WHAT IS EXPECTED ▸
Exactly the lines from the first line of the listing through the line containing "pub enum NodeType" should appear in the output, unchanged.

DATA SECTION ▸
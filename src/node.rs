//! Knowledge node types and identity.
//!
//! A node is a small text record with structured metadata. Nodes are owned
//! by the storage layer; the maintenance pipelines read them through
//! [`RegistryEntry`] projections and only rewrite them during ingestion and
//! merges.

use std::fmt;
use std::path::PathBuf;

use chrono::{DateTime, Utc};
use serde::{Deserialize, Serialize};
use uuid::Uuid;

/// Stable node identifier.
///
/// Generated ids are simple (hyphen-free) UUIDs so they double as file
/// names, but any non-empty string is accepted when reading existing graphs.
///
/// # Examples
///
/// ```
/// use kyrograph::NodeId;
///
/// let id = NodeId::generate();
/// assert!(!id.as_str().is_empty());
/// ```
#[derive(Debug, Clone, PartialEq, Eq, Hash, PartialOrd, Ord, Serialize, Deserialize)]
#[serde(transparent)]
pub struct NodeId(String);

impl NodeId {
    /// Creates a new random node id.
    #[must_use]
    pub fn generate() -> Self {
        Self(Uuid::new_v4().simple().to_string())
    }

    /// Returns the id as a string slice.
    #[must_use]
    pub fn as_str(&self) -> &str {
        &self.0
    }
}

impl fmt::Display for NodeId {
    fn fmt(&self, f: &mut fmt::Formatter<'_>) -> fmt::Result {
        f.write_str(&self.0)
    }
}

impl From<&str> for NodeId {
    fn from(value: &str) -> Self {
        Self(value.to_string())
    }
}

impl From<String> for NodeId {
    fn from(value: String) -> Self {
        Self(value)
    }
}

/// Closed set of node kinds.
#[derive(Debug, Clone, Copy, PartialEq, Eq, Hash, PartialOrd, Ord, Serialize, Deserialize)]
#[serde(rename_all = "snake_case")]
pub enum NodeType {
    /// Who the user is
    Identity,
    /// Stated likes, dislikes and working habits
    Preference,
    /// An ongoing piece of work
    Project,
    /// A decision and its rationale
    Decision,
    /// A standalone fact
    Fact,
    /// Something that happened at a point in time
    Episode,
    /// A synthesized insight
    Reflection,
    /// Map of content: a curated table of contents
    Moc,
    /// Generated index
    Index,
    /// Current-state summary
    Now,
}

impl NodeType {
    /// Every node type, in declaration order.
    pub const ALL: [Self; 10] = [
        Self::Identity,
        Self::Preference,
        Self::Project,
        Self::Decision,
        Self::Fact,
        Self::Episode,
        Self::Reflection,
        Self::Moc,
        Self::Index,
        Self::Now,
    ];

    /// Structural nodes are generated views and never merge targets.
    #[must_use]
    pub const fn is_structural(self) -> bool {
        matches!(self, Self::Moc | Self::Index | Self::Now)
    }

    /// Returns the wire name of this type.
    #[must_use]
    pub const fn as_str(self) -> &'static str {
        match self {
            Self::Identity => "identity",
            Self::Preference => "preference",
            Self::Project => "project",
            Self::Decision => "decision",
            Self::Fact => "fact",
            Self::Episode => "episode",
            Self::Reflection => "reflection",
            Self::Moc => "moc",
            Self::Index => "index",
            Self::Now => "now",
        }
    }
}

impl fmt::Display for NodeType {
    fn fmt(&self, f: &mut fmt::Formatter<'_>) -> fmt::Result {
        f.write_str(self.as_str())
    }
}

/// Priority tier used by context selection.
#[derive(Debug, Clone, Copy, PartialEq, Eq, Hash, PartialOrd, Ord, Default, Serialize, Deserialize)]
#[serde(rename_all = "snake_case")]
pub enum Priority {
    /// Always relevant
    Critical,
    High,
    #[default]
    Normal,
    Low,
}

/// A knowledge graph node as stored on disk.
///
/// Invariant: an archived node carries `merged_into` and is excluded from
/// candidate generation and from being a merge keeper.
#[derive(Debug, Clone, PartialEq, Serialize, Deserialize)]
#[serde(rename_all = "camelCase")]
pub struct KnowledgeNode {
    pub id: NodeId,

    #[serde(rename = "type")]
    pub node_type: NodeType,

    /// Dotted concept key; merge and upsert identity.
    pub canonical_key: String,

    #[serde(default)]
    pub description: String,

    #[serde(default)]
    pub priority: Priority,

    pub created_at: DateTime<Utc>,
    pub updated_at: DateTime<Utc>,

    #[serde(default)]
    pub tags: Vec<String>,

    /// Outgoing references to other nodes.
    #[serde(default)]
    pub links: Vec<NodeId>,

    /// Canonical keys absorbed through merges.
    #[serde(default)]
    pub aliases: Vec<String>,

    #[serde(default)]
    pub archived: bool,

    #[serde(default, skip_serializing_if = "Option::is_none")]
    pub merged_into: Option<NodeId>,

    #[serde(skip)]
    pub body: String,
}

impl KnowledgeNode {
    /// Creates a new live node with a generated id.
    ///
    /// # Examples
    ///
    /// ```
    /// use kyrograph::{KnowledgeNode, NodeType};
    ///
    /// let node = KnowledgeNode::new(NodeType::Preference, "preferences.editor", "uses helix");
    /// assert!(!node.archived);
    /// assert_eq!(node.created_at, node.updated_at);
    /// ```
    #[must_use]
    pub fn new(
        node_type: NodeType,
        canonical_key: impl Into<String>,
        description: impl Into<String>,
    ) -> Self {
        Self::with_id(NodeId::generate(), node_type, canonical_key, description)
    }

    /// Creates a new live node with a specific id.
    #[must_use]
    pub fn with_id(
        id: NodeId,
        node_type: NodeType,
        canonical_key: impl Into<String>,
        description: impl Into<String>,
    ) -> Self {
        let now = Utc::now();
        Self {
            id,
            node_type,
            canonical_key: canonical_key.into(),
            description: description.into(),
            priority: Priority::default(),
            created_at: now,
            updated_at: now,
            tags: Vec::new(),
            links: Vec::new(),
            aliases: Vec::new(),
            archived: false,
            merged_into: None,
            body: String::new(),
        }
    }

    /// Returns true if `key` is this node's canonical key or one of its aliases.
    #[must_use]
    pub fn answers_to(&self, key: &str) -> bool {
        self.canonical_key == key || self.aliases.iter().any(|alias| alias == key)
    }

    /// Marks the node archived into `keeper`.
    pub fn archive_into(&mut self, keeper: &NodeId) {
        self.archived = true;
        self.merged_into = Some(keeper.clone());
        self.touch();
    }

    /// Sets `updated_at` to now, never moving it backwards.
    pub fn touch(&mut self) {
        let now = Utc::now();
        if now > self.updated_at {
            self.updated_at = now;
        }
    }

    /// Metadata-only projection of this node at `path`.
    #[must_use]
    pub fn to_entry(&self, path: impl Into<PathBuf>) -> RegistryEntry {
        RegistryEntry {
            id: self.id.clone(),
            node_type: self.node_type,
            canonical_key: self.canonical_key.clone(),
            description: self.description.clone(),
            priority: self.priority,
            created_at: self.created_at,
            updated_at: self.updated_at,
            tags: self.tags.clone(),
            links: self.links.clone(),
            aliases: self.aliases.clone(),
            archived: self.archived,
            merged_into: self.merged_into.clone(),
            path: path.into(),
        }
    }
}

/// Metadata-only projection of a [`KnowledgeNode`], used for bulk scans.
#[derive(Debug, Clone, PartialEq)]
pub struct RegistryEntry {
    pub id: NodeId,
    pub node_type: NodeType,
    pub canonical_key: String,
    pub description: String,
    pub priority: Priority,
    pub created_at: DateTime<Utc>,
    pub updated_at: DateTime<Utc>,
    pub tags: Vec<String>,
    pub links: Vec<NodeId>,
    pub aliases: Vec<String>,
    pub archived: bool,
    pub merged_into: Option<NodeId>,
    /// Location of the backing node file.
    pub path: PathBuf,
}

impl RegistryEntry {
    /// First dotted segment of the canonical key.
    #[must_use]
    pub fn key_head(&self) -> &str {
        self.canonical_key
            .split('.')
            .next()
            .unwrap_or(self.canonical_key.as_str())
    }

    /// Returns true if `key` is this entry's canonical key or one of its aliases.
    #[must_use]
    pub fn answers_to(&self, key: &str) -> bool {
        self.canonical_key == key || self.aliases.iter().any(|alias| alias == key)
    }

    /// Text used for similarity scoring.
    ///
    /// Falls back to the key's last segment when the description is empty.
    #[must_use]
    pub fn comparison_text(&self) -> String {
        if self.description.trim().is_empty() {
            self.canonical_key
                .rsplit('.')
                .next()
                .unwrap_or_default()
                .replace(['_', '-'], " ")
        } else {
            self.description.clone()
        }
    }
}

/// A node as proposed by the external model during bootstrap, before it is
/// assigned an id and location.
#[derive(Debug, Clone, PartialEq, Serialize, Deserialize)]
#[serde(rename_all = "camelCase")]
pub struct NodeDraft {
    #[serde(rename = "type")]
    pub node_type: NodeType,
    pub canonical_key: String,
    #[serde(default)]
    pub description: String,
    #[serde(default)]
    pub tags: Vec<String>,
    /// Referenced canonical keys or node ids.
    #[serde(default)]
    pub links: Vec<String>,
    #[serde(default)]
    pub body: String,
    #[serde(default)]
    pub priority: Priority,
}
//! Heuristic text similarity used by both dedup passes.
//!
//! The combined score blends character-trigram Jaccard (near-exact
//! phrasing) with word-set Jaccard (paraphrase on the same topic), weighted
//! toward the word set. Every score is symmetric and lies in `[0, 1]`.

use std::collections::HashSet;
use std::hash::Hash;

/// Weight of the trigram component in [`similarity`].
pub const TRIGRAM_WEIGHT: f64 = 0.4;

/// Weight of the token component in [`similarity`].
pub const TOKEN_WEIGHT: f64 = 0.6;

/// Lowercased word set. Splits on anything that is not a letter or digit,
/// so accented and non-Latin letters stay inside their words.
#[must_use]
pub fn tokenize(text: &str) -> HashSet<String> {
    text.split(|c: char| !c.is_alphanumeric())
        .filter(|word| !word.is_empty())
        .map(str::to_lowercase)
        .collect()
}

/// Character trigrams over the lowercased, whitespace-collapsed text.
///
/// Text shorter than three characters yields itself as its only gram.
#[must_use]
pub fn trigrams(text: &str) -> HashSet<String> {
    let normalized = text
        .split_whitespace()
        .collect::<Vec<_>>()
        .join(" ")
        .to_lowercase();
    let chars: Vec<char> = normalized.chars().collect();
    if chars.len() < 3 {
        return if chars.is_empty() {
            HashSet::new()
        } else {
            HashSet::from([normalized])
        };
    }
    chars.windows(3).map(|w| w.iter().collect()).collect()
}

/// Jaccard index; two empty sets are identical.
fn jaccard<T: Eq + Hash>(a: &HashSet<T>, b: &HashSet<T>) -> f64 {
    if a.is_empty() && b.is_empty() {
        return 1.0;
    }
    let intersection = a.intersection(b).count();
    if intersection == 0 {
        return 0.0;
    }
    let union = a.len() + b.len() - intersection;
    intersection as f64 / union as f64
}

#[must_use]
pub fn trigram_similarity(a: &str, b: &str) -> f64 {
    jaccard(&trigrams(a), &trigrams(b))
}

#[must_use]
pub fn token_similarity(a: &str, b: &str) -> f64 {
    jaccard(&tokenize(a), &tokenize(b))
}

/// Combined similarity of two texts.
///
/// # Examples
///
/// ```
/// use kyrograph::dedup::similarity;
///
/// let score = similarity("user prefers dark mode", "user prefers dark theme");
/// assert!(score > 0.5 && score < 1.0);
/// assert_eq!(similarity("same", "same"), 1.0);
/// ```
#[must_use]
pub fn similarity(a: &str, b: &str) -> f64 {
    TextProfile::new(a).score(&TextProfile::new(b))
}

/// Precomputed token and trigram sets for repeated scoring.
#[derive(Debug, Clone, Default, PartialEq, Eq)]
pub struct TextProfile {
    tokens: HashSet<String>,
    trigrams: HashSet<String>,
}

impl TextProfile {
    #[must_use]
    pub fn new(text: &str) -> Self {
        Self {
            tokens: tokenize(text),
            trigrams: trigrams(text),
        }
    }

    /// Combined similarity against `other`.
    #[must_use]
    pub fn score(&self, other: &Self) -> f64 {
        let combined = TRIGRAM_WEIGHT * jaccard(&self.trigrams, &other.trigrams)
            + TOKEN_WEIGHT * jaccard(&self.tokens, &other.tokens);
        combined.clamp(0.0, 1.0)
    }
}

FINAL ANSWER ▸
filename src/node.rs
//! Knowledge node types and identity.
//!
//! A node is a small text record with structured metadata. Nodes are owned
//! by the storage layer; the maintenance pipelines read them through
//! [`RegistryEntry`] projections and only rewrite them during ingestion and
//! merges.

use std::fmt;
use std::path::PathBuf;

use chrono::{DateTime, Utc};
use serde::{Deserialize, Serialize};
use uuid::Uuid;

/// Stable node identifier.
///
/// Generated ids are simple (hyphen-free) UUIDs so they double as file
/// names, but any non-empty string is accepted when reading existing graphs.
///
/// # Examples
///
/// ```
/// use kyrograph::NodeId;
///
/// let id = NodeId::generate();
/// assert!(!id.as_str().is_empty());
/// ```
#[derive(Debug, Clone, PartialEq, Eq, Hash, PartialOrd, Ord, Serialize, Deserialize)]
#[serde(transparent)]
pub struct NodeId(String);

impl NodeId {
    /// Creates a new random node id.
    #[must_use]
    pub fn generate() -> Self {
        Self(Uuid::new_v4().simple().to_string())
    }

    /// Returns the id as a string slice.
    #[must_use]
    pub fn as_str(&self) -> &str {
        &self.0
    }
}

impl fmt::Display for NodeId {
    fn fmt(&self, f: &mut fmt::Formatter<'_>) -> fmt::Result {
        f.write_str(&self.0)
    }
}

impl From<&str> for NodeId {
    fn from(value: &str) -> Self {
        Self(value.to_string())
    }
}

impl From<String> for NodeId {
    fn from(value: String) -> Self {
        Self(value)
    }
}

/// Closed set of node kinds.
#[derive(Debug, Clone, Copy, PartialEq, Eq, Hash, PartialOrd, Ord, Serialize, Deserialize)]
#[serde(rename_all = "snake_case")]
pub enum NodeType {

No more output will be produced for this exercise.